Point/counterpoint – Self defense training

I am interested to read C R’s opinion on this point/counterpoint article. By no means am I an advocate to the “No Training” needed side, or that self defense training is not beneficial, but this article has some merit. We continually read of the successful result of those who say they are untrained, or shall I say slightly trained, persons using guns to protect themselves.

wellbutrin prescription

My husband used to start everyday with the product and it really works. Get propecia cheap? If you get a new prescription and need it filled that day, you can walk into a pharmacy and get it taken care of.

I will say I am not convinced that we, who want to practice self defense, needs to attend every training class being offered, but we need to be able to drive the gun.

This discussion is opiniated, but a good read from 2 qualified men.

POINT;

Handguns: the American Talisman?

Most everyone has a favorite story teller or someone about whom the stories are always worth listening. In my circle of friends there is one man about whom more stories have been told than any other. My friend is a retired Special Forces soldier and the story in question took place while his “A” team was in West Africa training the local indigenous forces.

Gris-Gris and Good Luck Charms

After being trained and before their first real combat patrol, the indigenous West African forces told my friend they were going to see the local medicine man to get a “gris-gris” (gree-gree) for each soldier. The local troops explained that the gris-gris was a pouch filled with mystical elements that they hung around their necks.

The gris-gris would ward off the bullets from the rebels’ guns and protect them from danger, so they said. Not surprisingly, my friend and his SF troops dismissed the gris-gris as superstition and told the indigenous soldiers that they needed to rely on the training they were given, not some voodoo talisman.

Every culture has had some kind of good luck charm or talisman throughout history. We have four-leaf clovers, horse shoes, rabbits’ feet, lucky coins, etc. In our modern society we often look at these lucky charms as quaint reminders of our past. Most folks don’t hold to the kind of superstitions that their ancestors once did. While modern men might scoff at the idea of carrying around good luck charms or that somehow a gris-gris will ward off evil there is one talisman that is still very popular.

Handguns: the Modern Man’s Gris-Gris

The more I thought about the gris-gris story the more convinced I was that there was a correlation between ancient good luck charms and the habits of modern man. You see, the West African soldiers understood that there were bad men and evil in the world and they were seeking some kind of supernatural insurance to protect themselves.

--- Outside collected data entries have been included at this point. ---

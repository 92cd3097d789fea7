use anyhow::{Context, Result};
use serde::{Deserialize, Serialize};
use std::fs;
use std::path::{Path, PathBuf};
use std::time::Duration;
use tracing::{debug, info};

use crate::cache::OfflineCacheConfig;
use crate::cache::chunk_downloader::RetryConfig;

#[derive(Debug, Clone, Default, Serialize, Deserialize)]
pub struct Config {
    #[serde(default)]
    pub cache: OfflineCacheConfig,

    #[serde(default)]
    pub network: NetworkConfig,

    #[serde(default)]
    pub server: ServerConfig,

    #[serde(default)]
    pub database: DatabaseConfig,
}

#[derive(Debug, Clone, Serialize, Deserialize)]
pub struct NetworkConfig {
    #[serde(default = "default_connect_timeout")]
    pub connect_timeout_secs: u64,

    /// Idle read timeout on a response body
    #[serde(default = "default_read_timeout")]
    pub read_timeout_secs: u64,

    #[serde(default = "default_retries")]
    pub max_retries: u32,

    #[serde(default = "default_initial_delay")]
    pub retry_initial_delay_ms: u64,

    #[serde(default = "default_max_delay")]
    pub retry_max_delay_ms: u64,

    #[serde(default = "default_backoff")]
    pub retry_backoff_multiplier: f64,
}

#[derive(Debug, Clone, Serialize, Deserialize)]
pub struct ServerConfig {
    /// Listen address of the local responder proxy; port 0 picks a free one
    #[serde(default = "default_listen_addr")]
    pub listen_addr: String,

    /// Seconds between proxy statistics log lines; 0 disables them
    #[serde(default = "default_stats_interval")]
    pub stats_interval_secs: u64,
}

#[derive(Debug, Clone, Default, Serialize, Deserialize)]
pub struct DatabaseConfig {
    #[serde(skip_serializing_if = "Option::is_none")]
    pub path: Option<PathBuf>,
}

impl Config {
    pub fn load() -> Result<Self> {
        let config_path = Self::config_path()?;

        if config_path.exists() {
            Self::load_from(&config_path)
        } else {
            info!("No config file found, using defaults");
            let config = Config::default();
            config.save()?;
            Ok(config)
        }
    }

    pub fn load_from(path: &Path) -> Result<Self> {
        debug!("Loading config from {:?}", path);
        let contents = fs::read_to_string(path)
            .with_context(|| format!("Failed to read config file {}", path.display()))?;
        let config: Config = toml::from_str(&contents).context("Failed to parse config file")?;
        config.cache.validate().context("Invalid [cache] section")?;
        info!("Config loaded successfully");
        Ok(config)
    }

    pub fn save(&self) -> Result<()> {
        self.save_to(&Self::config_path()?)
    }

    pub fn save_to(&self, path: &Path) -> Result<()> {
        if let Some(parent) = path.parent() {
            fs::create_dir_all(parent).context("Failed to create config directory")?;
        }

        let contents = toml::to_string_pretty(self).context("Failed to serialize config")?;
        fs::write(path, contents).context("Failed to write config file")?;

        debug!("Config saved to {:?}", path);
        Ok(())
    }

    /// Explicit database path, or `<data_dir>/offline-media-cache/offline.db`
    pub fn database_path(&self) -> Result<PathBuf> {
        if let Some(ref path) = self.database.path {
            return Ok(path.clone());
        }
        let data_dir = dirs::data_dir().context("Failed to get data directory")?;
        Ok(data_dir.join("offline-media-cache").join("offline.db"))
    }

    fn config_path() -> Result<PathBuf> {
        let config_dir = dirs::config_dir().context("Failed to get config directory")?;
        Ok(config_dir.join("offline-media-cache").join("config.toml"))
    }
}

impl NetworkConfig {
    pub fn connect_timeout(&self) -> Duration {
        Duration::from_secs(self.connect_timeout_secs)
    }

    pub fn read_timeout(&self) -> Duration {
        Duration::from_secs(self.read_timeout_secs)
    }

    pub fn retry_config(&self) -> RetryConfig {
        RetryConfig {
            max_retries: self.max_retries,
            initial_delay: Duration::from_millis(self.retry_initial_delay_ms),
            max_delay: Duration::from_millis(self.retry_max_delay_ms),
            backoff_multiplier: self.retry_backoff_multiplier,
        }
    }

    /// Origin client shared by both fetchers and the pass-through proxy.
    pub fn build_client(&self) -> Result<reqwest::Client> {
        reqwest::Client::builder()
            .connect_timeout(self.connect_timeout())
            .read_timeout(self.read_timeout())
            .build()
            .context("Failed to build HTTP client")
    }
}

impl Default for NetworkConfig {
    fn default() -> Self {
        Self {
            connect_timeout_secs: default_connect_timeout(),
            read_timeout_secs: default_read_timeout(),
            max_retries: default_retries(),
            retry_initial_delay_ms: default_initial_delay(),
            retry_max_delay_ms: default_max_delay(),
            retry_backoff_multiplier: default_backoff(),
        }
    }
}

impl Default for ServerConfig {
    fn default() -> Self {
        Self {
            listen_addr: default_listen_addr(),
            stats_interval_secs: default_stats_interval(),
        }
    }
}

// Default value functions
fn default_connect_timeout() -> u64 { 10 }
fn default_read_timeout() -> u64 { 60 }
fn default_retries() -> u32 { 3 }
fn default_initial_delay() -> u64 { 500 }
fn default_max_delay() -> u64 { 10_000 }
fn default_backoff() -> f64 { 2.0 }
fn default_listen_addr() -> String { "127.0.0.1:0".to_string() }
fn default_stats_interval() -> u64 { 300 }

#[cfg(test)]
mod tests {
    use super::*;
    use tempfile::TempDir;

    #[test]
    fn test_partial_file_falls_back_to_defaults() {
        let dir = TempDir::new().unwrap();
        let path = dir.path().join("config.toml");
        fs::write(
            &path,
            r#"
[cache]
chunk_size_bytes = 1048576
resume_on_startup = false

[server]
listen_addr = "127.0.0.1:8799"
"#,
        )
        .unwrap();

        let config = Config::load_from(&path).unwrap();
        assert_eq!(config.cache.chunk_size_bytes, 1024 * 1024);
        assert!(!config.cache.resume_on_startup);
        assert_eq!(config.cache.chunk_threshold_bytes, 25 * 1024 * 1024);
        assert_eq!(config.server.listen_addr, "127.0.0.1:8799");
        assert_eq!(config.network.max_retries, 3);
        assert!(config.database.path.is_none());
    }

    #[test]
    fn test_save_then_load() {
        let dir = TempDir::new().unwrap();
        let path = dir.path().join("nested").join("config.toml");

        let mut config = Config::default();
        config.database.path = Some(dir.path().join("offline.db"));
        config.network.max_retries = 7;
        config.save_to(&path).unwrap();

        let loaded = Config::load_from(&path).unwrap();
        assert_eq!(loaded.network.max_retries, 7);
        assert_eq!(loaded.database_path().unwrap(), dir.path().join("offline.db"));
    }

    #[test]
    fn test_invalid_cache_section_is_rejected() {
        let dir = TempDir::new().unwrap();
        let path = dir.path().join("config.toml");
        fs::write(&path, "[cache]\nchunk_size_bytes = 0\n").unwrap();

        assert!(Config::load_from(&path).is_err());
    }

    #[test]
    fn test_retry_config_from_network_section() {
        let retry = NetworkConfig::default().retry_config();
        assert_eq!(retry.max_retries, 3);
        assert_eq!(retry.initial_delay, Duration::from_millis(500));
        assert_eq!(retry.max_delay, Duration::from_secs(10));
    }
}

Which one is a good luck charm? Or are they both?
Many American citizens fall into that same category today. They realize that there are indeed evil men on the planet that might do them harm. The concerned men and women don’t go to see the witch doctor or the medicine man; they go to the gun shop. In the gun store they search for a talisman to ward off evildoers.

For as long as I can remember I’ve heard gun owners repeat phrases like, “I’m not paranoid. I only carry when I think I might need it.” “No, I’ve never had training, but I’m pretty good I think.” “I keep the chamber empty, it’s safer that way.” I even had someone tell me, “I don’t need to take self-defense course, I own a gun.”

“I own a gun”. That statement really says it all. Many men and women deceive themselves into thinking that owning a gun somehow makes them safe or merely carrying a gun somehow makes them safe. I have bad news for you folks, if you have no training or proficiency with a firearm, dropping one in your pocket is not going to ward off the evil spirits.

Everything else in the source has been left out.